If you work in a place where people are often irritable, stressed or just generally unhealthy, it’s probably not difficult to see that something needs to change. Sure, you could just demand that your co workers snap out of it -- but if you’ve ever tried that, you know it doesn’t go over too well with most people.
Here’s another way to go about it: Get your co workers to start exercising with you.
Regular exercise can decrease depression and anxiety and decrease the risk for chronic diseases such as cancer, diabetes and high blood pressure. What’s more, exercise helps you think more clearly and can improve memory. Whether you’re the boss or just a fellow employee, it should be obvious that those improvements would be good for the workplace.

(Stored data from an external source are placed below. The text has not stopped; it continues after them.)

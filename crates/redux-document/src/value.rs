//! Plain data values exchanged with the file-access layer.

use serde::{Deserialize, Serialize};
use std::fmt;

/// Numeric literal; integers keep their integer rendering on write.
#[derive(Debug, Clone, Copy, Serialize, Deserialize)]
pub enum Number {
    Int(i64),
    Float(f64),
}

impl Number {
    pub fn as_f64(&self) -> f64 {
        match *self {
            Number::Int(i) => i as f64,
            Number::Float(f) => f,
        }
    }

    /// Build a number from user input, collapsing integral floats to `Int`.
    pub fn from_f64(value: f64) -> Self {
        if value.is_finite() && value.fract() == 0.0 && value.abs() < 9.0e15 {
            Number::Int(value as i64)
        } else {
            Number::Float(value)
        }
    }

    pub fn is_finite(&self) -> bool {
        match *self {
            Number::Int(_) => true,
            Number::Float(f) => f.is_finite(),
        }
    }
}

// Numeric equality, so `1` and `1.0` compare equal.
impl PartialEq for Number {
    fn eq(&self, other: &Self) -> bool {
        match (self, other) {
            (Number::Int(a), Number::Int(b)) => a == b,
            _ => self.as_f64() == other.as_f64(),
        }
    }
}

impl fmt::Display for Number {
    fn fmt(&self, f: &mut fmt::Formatter<'_>) -> fmt::Result {
        match *self {
            Number::Int(i) => write!(f, "{}", i),
            Number::Float(v) => write!(f, "{}", v),
        }
    }
}

/// Data tree without layout. Object members keep document order.
#[derive(Debug, Clone, PartialEq, Serialize, Deserialize)]
pub enum Value {
    Null,
    Bool(bool),
    Number(Number),
    String(String),
    Array(Vec<Value>),
    Object(Vec<(String, Value)>),
}

impl Value {
    /// Parse a standalone value (comments allowed).
    pub fn parse(text: &str) -> Result<Value, crate::DocumentError> {
        Ok(crate::Document::parse(text)?.root_value())
    }

    pub fn get(&self, key: &str) -> Option<&Value> {
        match self {
            Value::Object(members) => members.iter().rev().find(|(k, _)| k == key).map(|(_, v)| v),
            _ => None,
        }
    }

    pub fn is_null(&self) -> bool {
        matches!(self, Value::Null)
    }

    pub fn as_bool(&self) -> Option<bool> {
        match self {
            Value::Bool(b) => Some(*b),
            _ => None,
        }
    }

    pub fn as_f64(&self) -> Option<f64> {
        match self {
            Value::Number(n) => Some(n.as_f64()),
            _ => None,
        }
    }

    /// False if any number in the tree is NaN or infinite.
    pub fn is_representable(&self) -> bool {
        match self {
            Value::Number(n) => n.is_finite(),
            Value::Array(items) => items.iter().all(Value::is_representable),
            Value::Object(members) => members.iter().all(|(_, v)| v.is_representable()),
            _ => true,
        }
    }

    /// Compact single-line rendering of a scalar; containers use `Display`.
    pub(crate) fn scalar_text(&self) -> String {
        match self {
            Value::Null => "null".to_string(),
            Value::Bool(b) => b.to_string(),
            Value::Number(n) => n.to_string(),
            Value::String(s) => quote(s),
            Value::Array(_) | Value::Object(_) => self.to_string(),
        }
    }
}

pub(crate) fn quote(s: &str) -> String {
    // serde_json never fails on a plain string
    serde_json::to_string(s).unwrap_or_else(|_| format!("\"{}\"", s))
}

impl fmt::Display for Value {
    fn fmt(&self, f: &mut fmt::Formatter<'_>) -> fmt::Result {
        match self {
            Value::Array(items) => {
                write!(f, "[")?;
                for (i, item) in items.iter().enumerate() {
                    if i > 0 {
                        write!(f, ",")?;
                    }
                    write!(f, "{}", item)?;
                }
                write!(f, "]")
            }
            Value::Object(members) => {
                write!(f, "{{")?;
                for (i, (key, value)) in members.iter().enumerate() {
                    if i > 0 {
                        write!(f, ",")?;
                    }
                    write!(f, "{}:{}", quote(key), value)?;
                }
                write!(f, "}}")
            }
            scalar => f.write_str(&scalar.scalar_text()),
        }
    }
}

impl From<bool> for Value {
    fn from(b: bool) -> Self {
        Value::Bool(b)
    }
}

impl From<i64> for Value {
    fn from(i: i64) -> Self {
        Value::Number(Number::Int(i))
    }
}

impl From<f64> for Value {
    fn from(f: f64) -> Self {
        Value::Number(Number::from_f64(f))
    }
}

impl From<&str> for Value {
    fn from(s: &str) -> Self {
        Value::String(s.to_string())
    }
}

impl From<String> for Value {
    fn from(s: String) -> Self {
        Value::String(s)
    }
}

#[cfg(test)]
mod tests {
    use super::*;

    #[test]
    fn numbers_compare_numerically() {
        assert_eq!(Number::Int(1), Number::Float(1.0));
        assert_ne!(Number::Int(1), Number::Float(1.5));
        assert_eq!(Value::from(2.0), Value::from(2_i64));
    }

    #[test]
    fn integral_floats_render_without_fraction() {
        assert_eq!(Value::from(100000.0).to_string(), "100000");
        assert_eq!(Value::from(0.2).to_string(), "0.2");
    }

    #[test]
    fn display_is_compact_json() {
        let value = Value::Object(vec![
            ("a".to_string(), Value::Array(vec![Value::Null, Value::from(true)])),
            ("b".to_string(), Value::from("x\"y")),
        ]);
        assert_eq!(value.to_string(), r#"{"a":[null,true],"b":"x\"y"}"#);
    }

    #[test]
    fn nan_is_not_representable() {
        let value = Value::Array(vec![Value::Number(Number::Float(f64::NAN))]);
        assert!(!value.is_representable());
        assert!(Value::from(3.5).is_representable());
    }
}
//! Softcore Redux Editor Surface
//!
//! Everything the editor does between the user and the privileged file
//! layer: the form schema, the editing session with its load-time snapshot,
//! and debounced autosave. [`EditorController`] runs these behind a command
//! channel so any front end (the CLI, a GUI) only sends [`UiCommand`]s and
//! listens for [`UiEvent`]s.

pub mod autosave;
pub mod backend;
pub mod fields;
pub mod session;

pub use autosave::{AutosaveScheduler, AutosaveState};
pub use backend::{BackendError, DocumentBackend, IpcBackend, LocalBackend, OpenedDocument};
pub use fields::{FieldDescriptor, FieldError, FieldInput, SectionSchema, WidgetKind};
pub use session::{Session, SessionError};

use redux_document::{KeyPath, Value};
use redux_ipc::{ErrorKind, IpcError};
use redux_settings::EditorSettings;
use std::sync::Arc;
use tokio::sync::{mpsc, Mutex};
use tokio::task::JoinHandle;
use tokio::time::{sleep_until, Instant};
use tracing::{debug, error, info, warn};

/// UI-related errors
#[derive(Debug, thiserror::Error)]
pub enum UiError {
    #[error("IPC communication error: {0}")]
    IpcError(#[from] IpcError),
    #[error("Settings error: {0}")]
    SettingsError(#[from] redux_settings::SettingsError),
    #[error(transparent)]
    Session(#[from] SessionError),
    #[error(transparent)]
    Backend(#[from] BackendError),
    #[error(transparent)]
    Field(#[from] FieldError),
    #[error("No document is open")]
    NoDocument,
    #[error("Channel communication error")]
    ChannelError,
}

impl UiError {
    pub fn kind(&self) -> ErrorKind {
        match self {
            UiError::Session(e) => e.kind(),
            UiError::Backend(e) => e.kind,
            UiError::Field(FieldError::UnknownSection(_) | FieldError::UnknownField { .. }) => {
                ErrorKind::InvalidPath
            }
            UiError::Field(_) => ErrorKind::Rejected,
            UiError::IpcError(_) => ErrorKind::Io,
            UiError::NoDocument => ErrorKind::Rejected,
            UiError::SettingsError(_) | UiError::ChannelError => ErrorKind::Internal,
        }
    }
}

/// Command sent to the editor
#[derive(Debug, Clone)]
pub enum UiCommand {
    Open {
        path: String,
    },
    AutoLoad,
    /// Control change on a schema field
    SetField {
        section: String,
        field: String,
        input: FieldInput,
    },
    /// Raw value at an arbitrary path
    SetValue {
        path: KeyPath,
        value: Value,
    },
    /// Field change confirmed with Enter: patch, then save right away
    Commit {
        section: String,
        field: String,
        input: FieldInput,
    },
    ResetField {
        path: KeyPath,
    },
    ResetSection {
        section: String,
    },
    Save,
    Shutdown,
}

/// Event emitted by the editor
#[derive(Debug, Clone, PartialEq)]
pub enum UiEvent {
    Opened {
        file_path: String,
    },
    Patched {
        path: KeyPath,
    },
    Saved {
        autosave: bool,
    },
    AutosaveFailed {
        message: String,
    },
    Error {
        kind: ErrorKind,
        message: String,
    },
}

struct EditorState {
    backend: Arc<dyn DocumentBackend>,
    session: Arc<Mutex<Option<Session>>>,
    autosave: AutosaveScheduler,
    events: mpsc::UnboundedSender<UiEvent>,
}

/// Editor controller
///
/// Owns the session and the autosave timer on a background task. Commands
/// run strictly in order; the autosave deadline is checked between them.
pub struct EditorController {
    command_tx: mpsc::UnboundedSender<UiCommand>,
    event_rx: mpsc::UnboundedReceiver<UiEvent>,
    session: Arc<Mutex<Option<Session>>>,
    processor: Option<JoinHandle<()>>,
}

impl EditorController {
    /// Start a controller on `backend`.
    ///
    /// # Examples
    /// ```rust,no_run
    /// # use redux_ui::{EditorController, IpcBackend, UiCommand};
    /// # use redux_ipc::IpcClient;
    /// # use redux_settings::Settings;
    /// # use std::sync::Arc;
    /// # async fn example() -> Result<(), Box<dyn std::error::Error>> {
    /// let settings = Settings::load().await?;
    /// let client = IpcClient::connect(settings.daemon.daemon_socket.as_str()).await?;
    /// let mut editor = EditorController::new(Arc::new(IpcBackend::new(client)), &settings.editor);
    /// editor.send_command(UiCommand::AutoLoad)?;
    /// let opened = editor.next_event().await;
    /// # Ok(())
    /// # }
    /// ```
    pub fn new(backend: Arc<dyn DocumentBackend>, settings: &EditorSettings) -> Self {
        let (command_tx, command_rx) = mpsc::unbounded_channel();
        let (event_tx, event_rx) = mpsc::unbounded_channel();
        let session = Arc::new(Mutex::new(None));

        let state = EditorState {
            backend,
            session: Arc::clone(&session),
            autosave: AutosaveScheduler::from_settings(settings),
            events: event_tx,
        };
        let processor = tokio::spawn(Self::run(state, command_rx));

        info!(
            "EditorController started (autosave after {} ms)",
            settings.autosave_delay_ms
        );
        Self {
            command_tx,
            event_rx,
            session,
            processor: Some(processor),
        }
    }

    pub fn send_command(&self, command: UiCommand) -> Result<(), UiError> {
        self.command_tx.send(command).map_err(|_| UiError::ChannelError)
    }

    /// Next event, or `None` once the controller has stopped.
    pub async fn next_event(&mut self) -> Option<UiEvent> {
        self.event_rx.recv().await
    }

    /// Run `f` against the current session, if a document is open.
    pub async fn with_session<R>(&self, f: impl FnOnce(&Session) -> R) -> Option<R> {
        self.session.lock().await.as_ref().map(f)
    }

    /// Stop the command processor. A pending autosave is dropped; every
    /// accepted patch is already on disk.
    pub async fn shutdown(mut self) -> Result<(), UiError> {
        let _ = self.command_tx.send(UiCommand::Shutdown);
        if let Some(handle) = self.processor.take() {
            if let Err(e) = handle.await {
                error!("Editor processor ended abnormally: {}", e);
                return Err(UiError::ChannelError);
            }
        }
        Ok(())
    }

    async fn run(mut state: EditorState, mut commands: mpsc::UnboundedReceiver<UiCommand>) {
        debug!("Starting editor command processor");
        loop {
            let deadline = state.autosave.deadline();
            tokio::select! {
                command = commands.recv() => {
                    let command = match command {
                        None | Some(UiCommand::Shutdown) => break,
                        Some(command) => command,
                    };
                    if let Err(e) = state.process_command(command).await {
                        error!("Error processing editor command: {}", e);
                        state.emit(UiEvent::Error {
                            kind: e.kind(),
                            message: e.to_string(),
                        });
                    }
                }
                _ = sleep_until(deadline.unwrap_or_else(Instant::now)), if deadline.is_some() => {
                    if state.autosave.take_due(Instant::now()) {
                        state.autosave_now().await;
                    }
                }
            }
        }
        debug!("Editor command processor terminated");
    }
}

impl EditorState {
    fn emit(&self, event: UiEvent) {
        if self.events.send(event).is_err() {
            debug!("Editor event dropped: no listener");
        }
    }

    async fn process_command(&mut self, command: UiCommand) -> Result<(), UiError> {
        match command {
            UiCommand::Open { path } => {
                info!("Processing open command: {}", path);
                let opened = self.backend.open_document(&path).await?;
                self.replace_session(&opened).await?;
            }
            UiCommand::AutoLoad => {
                let opened = self.backend.auto_load().await?;
                self.replace_session(&opened).await?;
            }
            UiCommand::SetField {
                section,
                field,
                input,
            } => {
                let (path, value) = fields::bind(&section, &field, input)?;
                self.patch(path, value).await?;
            }
            UiCommand::SetValue { path, value } => {
                self.patch(path, value).await?;
            }
            UiCommand::Commit {
                section,
                field,
                input,
            } => {
                let (path, value) = fields::bind(&section, &field, input)?;
                self.patch(path, value).await?;
                self.save(false).await?;
            }
            UiCommand::ResetField { path } => {
                let mut guard = self.session.lock().await;
                let session = guard.as_mut().ok_or(UiError::NoDocument)?;
                session.reset_field(self.backend.as_ref(), &path).await?;
                drop(guard);
                self.accepted(path);
            }
            UiCommand::ResetSection { section } => {
                let path = KeyPath::from(section.as_str());
                let mut guard = self.session.lock().await;
                let session = guard.as_mut().ok_or(UiError::NoDocument)?;
                session.reset_section(self.backend.as_ref(), &path).await?;
                drop(guard);
                self.accepted(path);
            }
            UiCommand::Save => {
                self.save(false).await?;
            }
            UiCommand::Shutdown => {}
        }
        Ok(())
    }

    async fn replace_session(&mut self, opened: &OpenedDocument) -> Result<(), UiError> {
        let session = Session::from_opened(opened)?;
        *self.session.lock().await = Some(session);
        self.autosave.disarm();
        self.emit(UiEvent::Opened {
            file_path: opened.file_path.clone(),
        });
        Ok(())
    }

    async fn patch(&mut self, path: KeyPath, value: Value) -> Result<(), UiError> {
        let mut guard = self.session.lock().await;
        let session = guard.as_mut().ok_or(UiError::NoDocument)?;
        session
            .apply_field_patch(self.backend.as_ref(), &path, value)
            .await?;
        drop(guard);
        self.accepted(path);
        Ok(())
    }

    fn accepted(&mut self, path: KeyPath) {
        let deadline = self.autosave.arm();
        debug!(path = %path, "Autosave armed for {:?}", deadline);
        self.emit(UiEvent::Patched { path });
    }

    async fn save(&mut self, autosave: bool) -> Result<(), UiError> {
        self.autosave.disarm();
        let mut guard = self.session.lock().await;
        let session = guard.as_mut().ok_or(UiError::NoDocument)?;
        session.save_all(self.backend.as_ref()).await?;
        drop(guard);
        self.emit(UiEvent::Saved { autosave });
        Ok(())
    }

    async fn autosave_now(&mut self) {
        info!("Autosave deadline reached");
        if let Err(e) = self.save(true).await {
            warn!("Autosave failed: {}", e);
            self.emit(UiEvent::AutosaveFailed {
                message: e.to_string(),
            });
        }
    }
}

From an employer’s perspective, regular exercise can also reduce health care costs, which in most workplaces are a significant hit to the bottom line. But since social support is a big factor in exercise adherence, your co workers might need you to lead the charge.
Still, it can be demeaning to come right out and say to your co workers, "you need to work out." Instead, try a slightly more roundabout method of getting your co workers to exercise with you.
Buy someone lunch. Instead of coming right out and saying, "let’s walk over the lunch hour," offer instead to pay for lunch if your co worker walks down the street to the local deli, or goes with you to the park to eat your takeout. You don’t have to pay every time, but doing it just that first time might be enough to establish a walking-to-lunch pattern with one or a few of your co workers.
Make it fun. If someone is really unenthused about the prospect of walking over the lunch hour, you’ll need to step up your game to make it fun. When exercise is fun, people are more likely to keep doing it. Keep the mood light and the goals manageable. For example, you might start with short walks and bursts of speed, offering a funny gag gift to the person who wins the "race."
Don’t overdo it. You might get lucky and find that you co workers are just as enthusiastic as you are about exercising, but then again, you might not. Start out walking to lunch, cycling to work once a week, or if your workplace has a gym, doing just very short stints of exercise. Ease them into it, as you probably did when you were starting out. One or two days a week on a regular basis is a big improvement over nothing at all.
Offer to lighten a co worker’s load. If you have a co worker who offers excuse after excuse about why she can’t work out, join you on a lunch walk or otherwise get moving, you might find some luck in helping her with her work tasks. Offer to help her with those last few duties she does before lunch, for example, to help get her out the door.
By offering plenty of social support and gentle guidance, you could find that your workplace has less of that irritable vibe and more of that healthy, energetic glow.